Sophos, a cybersecurity company, has called the attacks “CryptoRom, and a global level attack.
“This style of cyber-fraud, known as sha zhu pan (杀猪盘) — literally ‘pig butchering plate’ — is a well-organized, syndicated scam operation that uses a combination of often romance-centered social engineering and fraudulent financial applications and websites to ensnare victims and steal their savings after gaining their confidence,” Sophos analyst Jagadeesh Chandraiah said in a report published last week.
The attacks initially target the victims through dating apps like Bumble, Tinder, Facebook Dating and Grindr. After the initial step, the chat moves to message
apps such as WhatsApp and goading the victims to install a cryptocurrency trading application designed to imitate popular brands and lock people out of their accounts and freeze their funds.
Earlier variants of the attack, occurring in October 2021, leveraged similar App store pages to trick people into installing duplicate iOS apps. The attacks also used Apple’s Developer Enterprise Program to plant sketchy mobile provisioning profiles to spread the malware.

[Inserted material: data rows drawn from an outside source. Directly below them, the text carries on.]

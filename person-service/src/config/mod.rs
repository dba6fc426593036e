use serde::Deserialize;
use service_core::config::{self as core_config, get_env, get_env_any, is_production};
use service_core::error::AppError;
use std::env;

#[derive(Debug, Clone, Deserialize)]
pub struct PersonConfig {
    #[serde(flatten)]
    pub common: core_config::Config,
    pub service_name: String,
    pub log_level: String,
    pub otlp_endpoint: Option<String>,
    pub mongodb: MongoConfig,
    pub http: HttpConfig,
}

#[derive(Debug, Clone, Deserialize)]
pub struct MongoConfig {
    pub uri: String,
    pub database: String,
}

#[derive(Debug, Clone, Deserialize)]
pub struct HttpConfig {
    /// Path prefix shared by every person route, e.g. `/api`.
    pub base_path: String,
}

impl PersonConfig {
    pub fn load() -> Result<Self, AppError> {
        // Load common config (handles .env and APP__ prefix)
        let common_config = core_config::Config::load()?;
        let is_prod = is_production();

        Ok(PersonConfig {
            common: common_config,
            service_name: "person-service".to_string(),
            log_level: get_env("LOG_LEVEL", Some("info"), is_prod)?,
            otlp_endpoint: env::var("OTLP_ENDPOINT").ok().filter(|e| !e.is_empty()),
            mongodb: MongoConfig {
                uri: get_env_any(&["MONGODB_URI", "MONGO_URI"], None, is_prod)?,
                database: get_env("MONGODB_DATABASE", Some("person_db"), is_prod)?,
            },
            http: HttpConfig {
                base_path: normalize_base_path(&get_env("API_BASE_PATH", Some("/api"), is_prod)?),
            },
        })
    }
}

impl HttpConfig {
    /// Full path of the person collection, e.g. `/api/persons`.
    pub fn persons_path(&self) -> String {
        format!("{}/persons", self.base_path)
    }
}

/// Leading slash, no trailing slash; the root becomes the empty string.
pub fn normalize_base_path(raw: &str) -> String {
    let trimmed = raw.trim().trim_matches('/');
    if trimmed.is_empty() {
        String::new()
    } else {
        format!("/{}", trimmed)
    }
}

#[cfg(test)]
mod tests {
    use super::*;

    #[test]
    fn base_path_is_normalized() {
        assert_eq!(normalize_base_path("/api"), "/api");
        assert_eq!(normalize_base_path("api/"), "/api");
        assert_eq!(normalize_base_path("/api/v1/"), "/api/v1");
        assert_eq!(normalize_base_path("/"), "");
        assert_eq!(normalize_base_path(""), "");
    }

    #[test]
    fn persons_path_joins_base_path() {
        let http = HttpConfig {
            base_path: "/api".to_string(),
        };
        assert_eq!(http.persons_path(), "/api/persons");

        let root = HttpConfig {
            base_path: String::new(),
        };
        assert_eq!(root.persons_path(), "/persons");
    }
}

The latest attack reported by Sophos uses Apple’s TestFlight beta testing framework and a device management feature called Web Clips that leads URLs to specific web pages to be placed on the home screen of users’ iOS devices just like any other application.
After installation, the attackers assure individuals huge returns if they invest while manipulating the numbers on the duplicate app to “reinforce the con” and lead the victims into believing that “they are making money” through the platform.
“The scam doesn’t end with just fooling victims into investing,” Chandraiah elaborated. “When victims try to withdraw funds from their big ‘profit,’ the crooks use the app to inform them that they need to pay a ‘tax’ of 20% of their profits before funds can be withdrawn — and threaten that all their investments will be confiscated by tax authorities if they do not pay.”